Within the records below, find each line that holds the string "clamd", then copy it.

[Data extracted from a collection]
────────────────────────────────────────

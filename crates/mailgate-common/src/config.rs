//! Configuration for Mailgate

use serde::{Deserialize, Serialize};

/// Main configuration structure
#[derive(Debug, Clone, Default, Serialize, Deserialize)]
pub struct Config {
    /// Virus scanner configuration
    #[serde(default)]
    pub scanner: ScannerConfig,

    /// Email authentication configuration
    #[serde(default)]
    pub auth: AuthConfig,

    /// Logging configuration
    #[serde(default)]
    pub logging: LoggingConfig,
}

/// ClamAV scanner configuration
#[derive(Debug, Clone, Serialize, Deserialize)]
pub struct ScannerConfig {
    /// Enable virus scanning
    #[serde(default)]
    pub enabled: bool,

    /// clamd socket address: `unix:/var/run/clamav/clamd.sock` or
    /// `tcp://127.0.0.1:3310`
    #[serde(default = "default_scanner_address")]
    pub address: String,

    /// Number of pooled connections
    #[serde(default = "default_connection_pool")]
    pub connection_pool: usize,

    /// Scan timeout in seconds
    #[serde(default = "default_scan_timeout")]
    pub timeout_secs: u64,

    /// Maximum message size to scan in bytes; larger messages skip
    /// scanning and are treated as clean
    #[serde(default = "default_max_scan_size")]
    pub max_size: i64,

    /// Scan incoming messages
    #[serde(default = "default_scan_on_receive")]
    pub scan_on_receive: bool,

    /// Scan messages before final delivery
    #[serde(default)]
    pub scan_on_delivery: bool,

    /// Reject infected messages (orchestrator policy)
    #[serde(default = "default_reject_infected")]
    pub reject_infected: bool,

    /// Directory for quarantined messages (orchestrator policy)
    #[serde(default = "default_quarantine_dir")]
    pub quarantine_dir: String,
}

impl Default for ScannerConfig {
    fn default() -> Self {
        Self {
            enabled: false,
            address: default_scanner_address(),
            connection_pool: default_connection_pool(),
            timeout_secs: default_scan_timeout(),
            max_size: default_max_scan_size(),
            scan_on_receive: default_scan_on_receive(),
            scan_on_delivery: false,
            reject_infected: default_reject_infected(),
            quarantine_dir: default_quarantine_dir(),
        }
    }
}

fn default_scanner_address() -> String {
    "unix:/var/run/clamav/clamd.sock".to_string()
}

fn default_connection_pool() -> usize {
    5
}

fn default_scan_timeout() -> u64 {
    30
}

fn default_max_scan_size() -> i64 {
    25 * 1024 * 1024 // 25 MB
}

fn default_scan_on_receive() -> bool {
    true
}

fn default_reject_infected() -> bool {
    true
}

fn default_quarantine_dir() -> String {
    "/var/quarantine/mail".to_string()
}

/// Email authentication (SPF/DMARC) configuration
#[derive(Debug, Clone, Serialize, Deserialize)]
pub struct AuthConfig {
    /// DNS lookup timeout in seconds
    #[serde(default = "default_dns_timeout")]
    pub dns_timeout_secs: u64,

    /// Maximum DNS-consuming mechanism evaluations per SPF check
    /// (RFC 7208 limit)
    #[serde(default = "default_max_dns_lookups")]
    pub max_dns_lookups: usize,
}

impl Default for AuthConfig {
    fn default() -> Self {
        Self {
            dns_timeout_secs: default_dns_timeout(),
            max_dns_lookups: default_max_dns_lookups(),
        }
    }
}

fn default_dns_timeout() -> u64 {
    10
}

fn default_max_dns_lookups() -> usize {
    10
}

/// Logging configuration
#[derive(Debug, Clone, Serialize, Deserialize)]
pub struct LoggingConfig {
    /// Log level
    #[serde(default = "default_log_level")]
    pub level: String,

    /// Log format: "json" or "text"
    #[serde(default = "default_log_format")]
    pub format: String,
}

impl Default for LoggingConfig {
    fn default() -> Self {
        Self {
            level: default_log_level(),
            format: default_log_format(),
        }
    }
}

fn default_log_level() -> String {
    "info".to_string()
}

fn default_log_format() -> String {
    "json".to_string()
}

impl Config {
    /// Load configuration from file
    pub fn from_file(path: &std::path::Path) -> crate::Result<Self> {
        let content = std::fs::read_to_string(path)
            .map_err(|e| crate::Error::Config(format!("Failed to read config file: {}", e)))?;

        let config: Config = toml::from_str(&content)
            .map_err(|e| crate::Error::Config(format!("Failed to parse config: {}", e)))?;

        Ok(config)
    }

    /// Load configuration from default locations
    pub fn load() -> crate::Result<Self> {
        let paths = [
            std::path::PathBuf::from("./config.toml"),
            std::path::PathBuf::from("/etc/mailgate/config.toml"),
        ];

        for path in paths {
            if path.exists() {
                return Self::from_file(&path);
            }
        }

        Err(crate::Error::Config(
            "No configuration file found".to_string(),
        ))
    }
}

#[cfg(test)]
mod tests {
    use super::*;
    use pretty_assertions::assert_eq;

    #[test]
    fn test_default_config() {
        let scanner = ScannerConfig::default();
        assert!(!scanner.enabled);
        assert_eq!(scanner.connection_pool, 5);
        assert_eq!(scanner.max_size, 25 * 1024 * 1024);
        assert!(scanner.scan_on_receive);
        assert!(scanner.reject_infected);

        let auth = AuthConfig::default();
        assert_eq!(auth.dns_timeout_secs, 10);
        assert_eq!(auth.max_dns_lookups, 10);
    }

    #[test]
    fn test_parse_config() {
        let toml = r#"
[scanner]
enabled = true
address = "tcp://127.0.0.1:3310"
connection_pool = 2
timeout_secs = 10

[auth]
dns_timeout_secs = 5

[logging]
level = "debug"
"#;

        let config: Config = toml::from_str(toml).unwrap();
        assert!(config.scanner.enabled);
        assert_eq!(config.scanner.address, "tcp://127.0.0.1:3310");
        assert_eq!(config.scanner.connection_pool, 2);
        assert_eq!(config.auth.dns_timeout_secs, 5);
        assert_eq!(config.auth.max_dns_lookups, 10);
        assert_eq!(config.logging.level, "debug");
    }
}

────────────────────────────────────────

Answer to the exercise
    /// clamd socket address: `unix:/var/run/clamav/clamd.sock` or
    "unix:/var/run/clamav/clamd.sock".to_string()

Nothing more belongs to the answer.